Task input: Begin

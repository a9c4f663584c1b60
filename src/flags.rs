//! Data-quality scans over the case table
//!
//! Independent of the KPI pipeline: each scan picks the records matching
//! one anomaly and orders them by severity.

use crate::config::{DELIVERED_QUANTITY, ORDER_VALUE, UNIT_PRICE};
use crate::models::{Case, CaseTable};
use crate::ranking::desc_missing_last;
use std::cmp::Ordering;

#[derive(Debug, Clone, Copy, PartialEq)]
pub enum FlagReason {
    UnitPriceZero,
    OrderValueZero,
    /// Order value off from unit price x delivered quantity by more than the threshold
    ValueMismatch { threshold: f64 },
}

impl FlagReason {
    pub fn label(&self) -> String {
        match self {
            FlagReason::UnitPriceZero => "UNIT_PRICE==0".to_string(),
            FlagReason::OrderValueZero => "ORDER_VALUE==0".to_string(),
            FlagReason::ValueMismatch { threshold } => {
                format!("VALUE_REL_ERR>{}", threshold_text(*threshold))
            }
        }
    }

    pub fn file_name(&self) -> String {
        match self {
            FlagReason::UnitPriceZero => "flag_unit_price_zero.csv".to_string(),
            FlagReason::OrderValueZero => "flag_order_value_zero.csv".to_string(),
            FlagReason::ValueMismatch { threshold } => format!(
                "flag_value_mismatch_relerr_gt_{}pct.csv",
                (threshold * 100.0 * 1e4).round() / 1e4
            ),
        }
    }
}

/// Two decimals when that is exact, otherwise every digit
fn threshold_text(threshold: f64) -> String {
    let fixed = format!("{:.2}", threshold);
    if fixed.parse::<f64>() == Ok(threshold) {
        fixed
    } else {
        threshold.to_string()
    }
}

#[derive(Debug, Clone)]
pub struct FlaggedCase<'a> {
    pub case: &'a Case,
    pub rel_err: Option<f64>,
}

/// Records flagged for one reason, most severe first
#[derive(Debug, Clone)]
pub struct FlagSet<'a> {
    pub reason: FlagReason,
    pub cases: Vec<FlaggedCase<'a>>,
}

impl FlagSet<'_> {
    pub fn len(&self) -> usize {
        self.cases.len()
    }

    pub fn is_empty(&self) -> bool {
        self.cases.is_empty()
    }

    /// Header and rows for export: reason first, then the source columns,
    /// then the relative error for mismatch flags
    pub fn render(&self, table: &CaseTable) -> (Vec<String>, Vec<Vec<String>>) {
        let with_err = matches!(self.reason, FlagReason::ValueMismatch { .. });
        let label = self.reason.label();

        let mut header = vec!["FLAG_REASON".to_string()];
        header.extend(table.raw.headers.iter().cloned());
        if with_err {
            header.push("VALUE_REL_ERR".to_string());
        }

        let rows = self
            .cases
            .iter()
            .map(|f| {
                let mut row = vec![label.clone()];
                row.extend(table.export_row(f.case));
                if with_err {
                    row.push(f.rel_err.map(|e| e.to_string()).unwrap_or_default());
                }
                row
            })
            .collect();

        (header, rows)
    }
}

/// `|order_value - unit_price * delivered| / (unit_price * delivered)`;
/// missing when an operand is missing or the approximation is zero
pub fn value_rel_err(case: &Case) -> Option<f64> {
    let approx = case.unit_price? * case.delivered_quantity?;
    if approx == 0.0 {
        return None;
    }
    Some((case.order_value? - approx).abs() / approx)
}

/// Run every scan whose columns exist; only non-empty sets are returned
pub fn scan_flags(table: &CaseTable, rel_err_threshold: f64) -> Vec<FlagSet<'_>> {
    let mut sets = Vec::new();

    if table.has_column(UNIT_PRICE) {
        let mut cases: Vec<FlaggedCase> = table
            .cases
            .iter()
            .filter(|c| c.unit_price == Some(0.0))
            .map(|case| FlaggedCase { case, rel_err: None })
            .collect();
        cases.sort_by(|a, b| {
            desc_missing_last(a.case.order_value, b.case.order_value)
                .then_with(|| key_asc(a.case, b.case))
        });
        sets.push(FlagSet {
            reason: FlagReason::UnitPriceZero,
            cases,
        });
    }

    if table.has_column(ORDER_VALUE) {
        let mut cases: Vec<FlaggedCase> = table
            .cases
            .iter()
            .filter(|c| c.order_value == Some(0.0))
            .map(|case| FlaggedCase { case, rel_err: None })
            .collect();
        cases.sort_by(|a, b| {
            desc_missing_last(a.case.unit_price, b.case.unit_price)
                .then_with(|| key_asc(a.case, b.case))
        });
        sets.push(FlagSet {
            reason: FlagReason::OrderValueZero,
            cases,
        });
    }

    if [ORDER_VALUE, UNIT_PRICE, DELIVERED_QUANTITY]
        .iter()
        .all(|c| table.has_column(c))
    {
        let mut cases: Vec<FlaggedCase> = table
            .cases
            .iter()
            .filter_map(|case| {
                let err = value_rel_err(case)?;
                (err > rel_err_threshold).then_some(FlaggedCase {
                    case,
                    rel_err: Some(err),
                })
            })
            .collect();
        cases.sort_by(|a, b| {
            desc_missing_last(a.rel_err, b.rel_err)
                .then_with(|| desc_missing_last(a.case.order_value, b.case.order_value))
                .then_with(|| key_asc(a.case, b.case))
        });
        sets.push(FlagSet {
            reason: FlagReason::ValueMismatch {
                threshold: rel_err_threshold,
            },
            cases,
        });
    }

    sets.retain(|s| !s.is_empty());
    sets
}

fn key_asc(a: &Case, b: &Case) -> Ordering {
    match (&a.case_key, &b.case_key) {
        (Some(a), Some(b)) => a.cmp(b),
        (Some(_), None) => Ordering::Less,
        (None, Some(_)) => Ordering::Greater,
        (None, None) => Ordering::Equal,
    }
}

#[cfg(test)]
mod tests {
    use super::*;
    use crate::table::RawTable;
    use std::path::Path;

    fn table(text: &str) -> CaseTable {
        CaseTable::from_raw(RawTable::parse_bytes(text.as_bytes(), 3, Path::new("t.csv")).unwrap())
    }

    const HEADER: &str = "CASE_KEY;ORDER_VALUE;UNIT_PRICE;DELIVERED_QUANTITY\n";

    fn keys<'a>(set: &'a FlagSet) -> Vec<&'a str> {
        set.cases
            .iter()
            .map(|f| f.case.case_key.as_deref().unwrap_or(""))
            .collect()
    }

    #[test]
    fn test_relative_error_threshold_is_strict() {
        let t = table(&format!("{HEADER}hi;115;10;10\nedge;110;10;10\nok;100;10;10\n"));
        let sets = scan_flags(&t, 0.10);
        assert_eq!(sets.len(), 1);
        assert_eq!(sets[0].reason.label(), "VALUE_REL_ERR>0.10");
        assert_eq!(keys(&sets[0]), vec!["hi"]);
        assert!((sets[0].cases[0].rel_err.unwrap() - 0.15).abs() < 1e-12);
    }

    #[test]
    fn test_zero_denominator_excluded() {
        let t = table(&format!("{HEADER}z;50;0;10\n"));
        assert_eq!(value_rel_err(&t.cases[0]), None);
        let sets = scan_flags(&t, 0.10);
        assert_eq!(sets.len(), 1);
        assert_eq!(sets[0].reason, FlagReason::UnitPriceZero);
    }

    #[test]
    fn test_zero_scans_sorted_by_severity() {
        let t = table(&format!(
            "{HEADER}b;10;0;1\na;10;0;1\nc;99;0;1\nd;;0;1\ne;0;7;0\nf;0;9;0\n"
        ));
        let sets = scan_flags(&t, 0.10);
        let price = sets.iter().find(|s| s.reason == FlagReason::UnitPriceZero).unwrap();
        assert_eq!(keys(price), vec!["c", "a", "b", "d"]);
        let value = sets.iter().find(|s| s.reason == FlagReason::OrderValueZero).unwrap();
        assert_eq!(keys(value), vec!["f", "e"]);
    }

    #[test]
    fn test_render_layout() {
        let t = table(&format!("{HEADER}hi;1.150,0;10;10\n"));
        let sets = scan_flags(&t, 0.10);
        let (header, rows) = sets[0].render(&t);
        assert_eq!(header.first().map(String::as_str), Some("FLAG_REASON"));
        assert_eq!(header.last().map(String::as_str), Some("VALUE_REL_ERR"));
        assert_eq!(rows[0][0], "VALUE_REL_ERR>0.10");
        assert_eq!(rows[0][2], "1150");
        assert_eq!(sets[0].reason.file_name(), "flag_value_mismatch_relerr_gt_10pct.csv");
    }

    #[test]
    fn test_label_keeps_threshold_precision() {
        let t = table(&format!("{HEADER}hi;113;10;10\nlow;112;10;10\n"));
        let sets = scan_flags(&t, 0.125);
        assert_eq!(sets[0].reason.label(), "VALUE_REL_ERR>0.125");
        assert_eq!(sets[0].reason.file_name(), "flag_value_mismatch_relerr_gt_12.5pct.csv");
        assert_eq!(keys(&sets[0]), vec!["hi"]);
    }

    #[test]
    fn test_scans_need_their_columns() {
        let t = table("CASE_KEY;FACTORY;ORDERED_QUANTITY;DELIVERED_QUANTITY\na;F;0;0\n");
        assert!(scan_flags(&t, 0.10).is_empty());
    }
}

Task input: End

Exercise brief:
Show every line in the entries above that contains the string "rows".

Response:
    /// Header and rows for export: reason first, then the source columns,
        let rows = self
        (header, rows)
        let (header, rows) = sets[0].render(&t);
        assert_eq!(rows[0][0], "VALUE_REL_ERR>0.10");
        assert_eq!(rows[0][2], "1150");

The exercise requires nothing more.